Fateh Amroune, Head of Innovation at Deloitte Luxembourg
Fateh Amroune, head of innovation at Deloitte Luxembourg

Physical spaces

Many employers believe that physical spaces will remain important in future, particularly for social events, to create bonds and forge a community. Until fiscal and social security matters between Luxembourg and its neighbours are harmonised, employees will, in any case, continue to spend time in an office within the duchy.

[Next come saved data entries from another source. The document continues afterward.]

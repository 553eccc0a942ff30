//! Template resolution
//!
//! A task-definition template is referenced in one of three ways:
//!
//! - inline, as a mapping inside the config
//! - a local path (optionally `file://`), relative to the working directory
//! - a remote identifier such as `s3://bucket/key`, handed to a
//!   [`RemoteFetcher`]
//!
//! Placeholders are substituted in the reference before reading, and in the
//! string values of the document after parsing, so substituted text never
//! needs JSON or YAML escaping.

use std::path::{Path, PathBuf};

use async_trait::async_trait;
use serde_json::Value;

use crate::schema::TemplateRef;
use crate::substitute::Substitutions;
use crate::{Error, Result};

/// Fetches remote template text. Credentials, retries and timeouts are the
/// implementor's concern.
#[async_trait]
pub trait RemoteFetcher: Send + Sync {
    /// Return the raw document stored at `uri`.
    async fn fetch(&self, uri: &str) -> Result<String>;
}

/// Resolves [`TemplateRef`]s into JSON documents
pub struct ResourceResolver {
    working_dir: PathBuf,
    fetcher: Option<Box<dyn RemoteFetcher>>,
}

impl std::fmt::Debug for ResourceResolver {
    fn fmt(&self, f: &mut std::fmt::Formatter<'_>) -> std::fmt::Result {
        f.debug_struct("ResourceResolver")
            .field("working_dir", &self.working_dir)
            .field("fetcher", &self.fetcher.is_some())
            .finish()
    }
}

impl ResourceResolver {
    /// Resolver for local and inline templates only
    pub fn new(working_dir: impl Into<PathBuf>) -> Self {
        Self {
            working_dir: working_dir.into(),
            fetcher: None,
        }
    }

    /// Enable remote references
    pub fn with_fetcher(mut self, fetcher: impl RemoteFetcher + 'static) -> Self {
        self.fetcher = Some(Box::new(fetcher));
        self
    }

    pub fn working_dir(&self) -> &Path {
        &self.working_dir
    }

    /// Resolve `reference` into a document.
    pub async fn resolve(&self, reference: &TemplateRef, subs: &Substitutions) -> Result<Value> {
        match reference {
            TemplateRef::Inline(map) => {
                let mut value = Value::Object(map.clone());
                subs.apply_json(&mut value);
                Ok(value)
            }
            TemplateRef::Location(location) => {
                let location = subs.apply(location);
                let text = self.read(&location).await?;
                let mut value = parse_document(&location, &text)?;
                subs.apply_json(&mut value);
                Ok(value)
            }
        }
    }

    async fn read(&self, location: &str) -> Result<String> {
        match classify(location) {
            Location::Local(path) => {
                let path = if path.is_absolute() {
                    path
                } else {
                    self.working_dir.join(path)
                };
                tracing::debug!(path = %path.display(), "Reading template file");
                tokio::fs::read_to_string(&path)
                    .await
                    .map_err(|e| Error::template(location, format!("{}: {e}", path.display())))
            }
            Location::Remote { scheme } => {
                let Some(fetcher) = &self.fetcher else {
                    return Err(Error::template(
                        location,
                        format!("no fetcher configured for {scheme}:// references"),
                    ));
                };
                tracing::debug!(uri = location, "Fetching remote template");
                fetcher.fetch(location).await
            }
        }
    }
}

enum Location<'a> {
    Local(PathBuf),
    Remote { scheme: &'a str },
}

fn classify(location: &str) -> Location<'_> {
    if let Some(path) = location.strip_prefix("file://") {
        return Location::Local(PathBuf::from(path));
    }
    match location.split_once("://") {
        Some((scheme, _)) if !scheme.is_empty() => Location::Remote { scheme },
        _ => Location::Local(PathBuf::from(location)),
    }
}

/// Parse template text. `.json` references are strict JSON, everything else
/// goes through YAML, which also accepts JSON.
fn parse_document(location: &str, text: &str) -> Result<Value> {
    let is_json = Path::new(location)
        .extension()
        .is_some_and(|ext| ext.eq_ignore_ascii_case("json"));

    if is_json {
        return serde_json::from_str(text).map_err(|e| Error::template(location, e.to_string()));
    }

    let mut yaml: serde_yaml::Value =
        serde_yaml::from_str(text).map_err(|e| Error::template(location, e.to_string()))?;
    yaml.apply_merge()
        .map_err(|e| Error::template(location, e.to_string()))?;
    serde_json::to_value(yaml).map_err(|e| Error::template(location, e.to_string()))
}
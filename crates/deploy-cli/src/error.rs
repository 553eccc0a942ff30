//! Error types for deploy-cli

/// Result type for CLI operations
pub type Result<T> = std::result::Result<T, CliError>;

/// Errors that can occur in CLI operations
#[derive(Debug, thiserror::Error)]
pub enum CliError {
    /// Error from deploy-config
    #[error(transparent)]
    Config(#[from] deploy_config::Error),

    /// Error from deploy-manifest
    #[error(transparent)]
    Manifest(#[from] deploy_manifest::Error),

    /// Standard I/O error
    #[error(transparent)]
    Io(#[from] std::io::Error),

    #[error("Failed to render JSON: {0}")]
    Json(#[from] serde_json::Error),

    #[error("Failed to render YAML: {0}")]
    Yaml(#[from] serde_yaml::Error),

    /// User-facing error with a message
    #[error("{message}")]
    User { message: String },
}

impl CliError {
    /// Create a new user error with the given message
    pub fn user(message: impl Into<String>) -> Self {
        Self::User {
            message: message.into(),
        }
    }
}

This will create new challenges for technology to solve, in particular related to facility management. Among the solutions we could see will be robotic and IoT based. Chollet believes that Deloitte’s cleaning robot, currently used to create a buzz with clients, will eventually replace the role of office cleaners.

The workplace in 2030

It is clear that the workplace in 2030 will offer different variations of hybrid working. Political and social shifts will continue to dictate the look and feel of these places as well as the technology needs. Amroune points to the demands of Generation Z and millenials for more harmonious workplaces as well as growing environmental pressures. Chollet considers that the traditional employee base will evolve, with more roles being outsourced to temporary workforce. The challenge here, he says, will be embedding these workers into companies’ core ecosystems and their digital workspaces. He says: “How do you work with those employees or that workforce that is not under permanent employee contract, but temporary? How to make sure temporary employees have access to the company’s tools and collaborate efficiently with employees.”